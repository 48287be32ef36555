use axum::{
    extract::{Query, State},
    http::{header, StatusCode},
    response::IntoResponse,
    Json,
};
use chrono::{Duration, Utc};
use serde::Deserialize;
use serde_json::json;

use crate::db::{self, models::UserProfile, queries};
use crate::error::AppError;
use crate::middleware::auth::AuthUser;
use crate::services::{auth as auth_service, mailer};
use crate::validation::{self, ADDRESS_MAX_LEN, NAME_MAX_LEN};
use crate::AppState;

const RESET_TOKEN_TTL_MINUTES: i64 = 60;
const BAD_CREDENTIALS: &str = "Invalid email or password";

#[derive(Debug, Deserialize)]
pub struct RegisterRequest {
    pub email: String,
    pub password: String,
    pub full_name: String,
    pub phone: Option<String>,
    pub address: Option<String>,
}

#[derive(Debug, Deserialize)]
pub struct LoginRequest {
    pub email: String,
    pub password: String,
}

#[derive(Debug, Deserialize)]
pub struct UpdateProfileRequest {
    pub full_name: String,
    pub phone: Option<String>,
    pub address: Option<String>,
}

#[derive(Debug, Deserialize)]
pub struct ChangePasswordRequest {
    pub current_password: String,
    pub new_password: String,
}

#[derive(Debug, Deserialize)]
pub struct VerifyEmailQuery {
    pub token: String,
}

#[derive(Debug, Deserialize)]
pub struct ForgotPasswordRequest {
    pub email: String,
}

#[derive(Debug, Deserialize)]
pub struct ResetPasswordRequest {
    pub token: String,
    pub new_password: String,
}

fn optional_phone(phone: Option<&str>) -> Result<Option<String>, AppError> {
    match phone.map(str::trim).filter(|p| !p.is_empty()) {
        Some(phone) => Ok(Some(validation::normalize_phone(phone)?)),
        None => Ok(None),
    }
}

fn optional_address(address: Option<&str>) -> Result<Option<String>, AppError> {
    match address.map(str::trim).filter(|a| !a.is_empty()) {
        Some(address) => Ok(Some(validation::validate_text("address", address, ADDRESS_MAX_LEN)?)),
        None => Ok(None),
    }
}

fn session_response(
    state: &AppState,
    status: StatusCode,
    token: String,
    profile: UserProfile,
) -> impl IntoResponse {
    let cookie = auth_service::session_cookie(&token, state.jwt.ttl(), state.config.cookie_secure);
    (
        status,
        [(header::SET_COOKIE, cookie)],
        Json(json!({ "token": token, "user": profile })),
    )
}

pub async fn register(
    State(state): State<AppState>,
    Json(body): Json<RegisterRequest>,
) -> Result<impl IntoResponse, AppError> {
    let email = validation::normalize_email(&body.email)?;
    validation::validate_password(&body.password)?;
    let full_name = validation::validate_text("full_name", &body.full_name, NAME_MAX_LEN)?;
    let phone = optional_phone(body.phone.as_deref())?;
    let address = optional_address(body.address.as_deref())?;

    let password_hash = auth_service::hash_password(&body.password)?;
    let (verification_token, verification_hash) = auth_service::generate_one_time_token();

    let user = queries::insert_user(
        &state.db,
        &queries::NewUser {
            email: &email,
            password_hash: &password_hash,
            full_name: &full_name,
            phone: phone.as_deref(),
            address: address.as_deref(),
            verification_token_hash: &verification_hash,
        },
    )
    .await
    .map_err(|e| {
        if db::is_unique_violation(&e) {
            AppError::Conflict("Email is already registered".to_string())
        } else {
            AppError::Database(e)
        }
    })?;

    tracing::info!(user_id = user.id, "user registered");
    mailer::send_best_effort(
        state.mailer.clone(),
        mailer::verification_email(&user.email, &state.config.public_base_url, &verification_token),
    );

    let token = state.jwt.issue(user.id, &user.role)?;
    Ok(session_response(&state, StatusCode::CREATED, token, UserProfile::from(&user)))
}

pub async fn login(
    State(state): State<AppState>,
    Json(body): Json<LoginRequest>,
) -> Result<impl IntoResponse, AppError> {
    let email = body.email.trim().to_lowercase();
    let user = queries::find_user_by_email(&state.db, &email)
        .await?
        .ok_or_else(|| AppError::Unauthorized(BAD_CREDENTIALS.to_string()))?;

    if !auth_service::verify_password(&user.password_hash, &body.password)? {
        tracing::info!(user_id = user.id, "failed login attempt");
        return Err(AppError::Unauthorized(BAD_CREDENTIALS.to_string()));
    }

    let token = state.jwt.issue(user.id, &user.role)?;
    tracing::info!(user_id = user.id, "user logged in");
    Ok(session_response(&state, StatusCode::OK, token, UserProfile::from(&user)))
}

pub async fn logout(State(state): State<AppState>) -> impl IntoResponse {
    (
        [(
            header::SET_COOKIE,
            auth_service::clear_session_cookie(state.config.cookie_secure),
        )],
        Json(json!({ "message": "Logged out" })),
    )
}

pub async fn me(State(state): State<AppState>, user: AuthUser) -> Result<Json<UserProfile>, AppError> {
    let user = queries::find_user_by_id(&state.db, user.id)
        .await?
        .ok_or_else(|| AppError::NotFound("User not found".to_string()))?;
    Ok(Json(UserProfile::from(&user)))
}

pub async fn update_me(
    State(state): State<AppState>,
    user: AuthUser,
    Json(body): Json<UpdateProfileRequest>,
) -> Result<Json<UserProfile>, AppError> {
    let full_name = validation::validate_text("full_name", &body.full_name, NAME_MAX_LEN)?;
    let phone = optional_phone(body.phone.as_deref())?;
    let address = optional_address(body.address.as_deref())?;

    let updated = queries::update_profile(
        &state.db,
        user.id,
        &full_name,
        phone.as_deref(),
        address.as_deref(),
    )
    .await?;
    Ok(Json(UserProfile::from(&updated)))
}

pub async fn change_password(
    State(state): State<AppState>,
    user: AuthUser,
    Json(body): Json<ChangePasswordRequest>,
) -> Result<impl IntoResponse, AppError> {
    let account = queries::find_user_by_id(&state.db, user.id)
        .await?
        .ok_or_else(|| AppError::NotFound("User not found".to_string()))?;

    if !auth_service::verify_password(&account.password_hash, &body.current_password)? {
        return Err(AppError::BadRequest("Current password is incorrect".to_string()));
    }
    validation::validate_password(&body.new_password)?;

    let hash = auth_service::hash_password(&body.new_password)?;
    queries::update_password(&state.db, account.id, &hash).await?;
    tracing::info!(user_id = account.id, "password changed");

    Ok(Json(json!({ "message": "Password updated" })))
}

pub async fn verify_email(
    State(state): State<AppState>,
    Query(query): Query<VerifyEmailQuery>,
) -> Result<impl IntoResponse, AppError> {
    let digest = auth_service::hash_one_time_token(&query.token);
    let user = queries::verify_email(&state.db, &digest)
        .await?
        .ok_or_else(|| AppError::BadRequest("Verification link is invalid or already used".to_string()))?;

    tracing::info!(user_id = user.id, "email verified");
    Ok(Json(json!({ "message": "Email verified", "user": UserProfile::from(&user) })))
}

/// Always answers 200 so the endpoint cannot be used to probe for accounts.
pub async fn forgot_password(
    State(state): State<AppState>,
    Json(body): Json<ForgotPasswordRequest>,
) -> Result<impl IntoResponse, AppError> {
    let email = body.email.trim().to_lowercase();

    if let Some(user) = queries::find_user_by_email(&state.db, &email).await? {
        let (token, digest) = auth_service::generate_one_time_token();
        let expires_at = Utc::now() + Duration::minutes(RESET_TOKEN_TTL_MINUTES);
        queries::set_reset_token(&state.db, user.id, &digest, expires_at).await?;

        tracing::info!(user_id = user.id, "password reset requested");
        mailer::send_best_effort(
            state.mailer.clone(),
            mailer::password_reset_email(&user.email, &state.config.public_base_url, &token),
        );
    }

    Ok(Json(json!({
        "message": "If that email is registered, a reset link has been sent"
    })))
}

pub async fn reset_password(
    State(state): State<AppState>,
    Json(body): Json<ResetPasswordRequest>,
) -> Result<impl IntoResponse, AppError> {
    validation::validate_password(&body.new_password)?;

    let digest = auth_service::hash_one_time_token(&body.token);
    let hash = auth_service::hash_password(&body.new_password)?;
    let user = queries::reset_password(&state.db, &digest, &hash, Utc::now())
        .await?
        .ok_or_else(|| AppError::BadRequest("Reset link is invalid or has expired".to_string()))?;

    tracing::info!(user_id = user.id, "password reset completed");
    Ok(Json(json!({ "message": "Password has been reset" })))
}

##########

WHAT IS NEEDED:
Start at the first line of the material and transcribe each line exactly, stopping once the line containing "match address.map(str::trim).filter(|a| !a.is_empty())" has been written.

TASK OUTPUT:
repository 48287be32ef36555
use axum::{
    extract::{Query, State},
    http::{header, StatusCode},
    response::IntoResponse,
    Json,
};
use chrono::{Duration, Utc};
use serde::Deserialize;
use serde_json::json;

use crate::db::{self, models::UserProfile, queries};
use crate::error::AppError;
use crate::middleware::auth::AuthUser;
use crate::services::{auth as auth_service, mailer};
use crate::validation::{self, ADDRESS_MAX_LEN, NAME_MAX_LEN};
use crate::AppState;

const RESET_TOKEN_TTL_MINUTES: i64 = 60;
const BAD_CREDENTIALS: &str = "Invalid email or password";

#[derive(Debug, Deserialize)]
pub struct RegisterRequest {
    pub email: String,
    pub password: String,
    pub full_name: String,
    pub phone: Option<String>,
    pub address: Option<String>,
}

#[derive(Debug, Deserialize)]
pub struct LoginRequest {
    pub email: String,
    pub password: String,
}

#[derive(Debug, Deserialize)]
pub struct UpdateProfileRequest {
    pub full_name: String,
    pub phone: Option<String>,
    pub address: Option<String>,
}

#[derive(Debug, Deserialize)]
pub struct ChangePasswordRequest {
    pub current_password: String,
    pub new_password: String,
}

#[derive(Debug, Deserialize)]
pub struct VerifyEmailQuery {
    pub token: String,
}

#[derive(Debug, Deserialize)]
pub struct ForgotPasswordRequest {
    pub email: String,
}

#[derive(Debug, Deserialize)]
pub struct ResetPasswordRequest {
    pub token: String,
    pub new_password: String,
}

fn optional_phone(phone: Option<&str>) -> Result<Option<String>, AppError> {
    match phone.map(str::trim).filter(|p| !p.is_empty()) {
        Some(phone) => Ok(Some(validation::normalize_phone(phone)?)),
        None => Ok(None),
    }
}

fn optional_address(address: Option<&str>) -> Result<Option<String>, AppError> {
    match address.map(str::trim).filter(|a| !a.is_empty()) {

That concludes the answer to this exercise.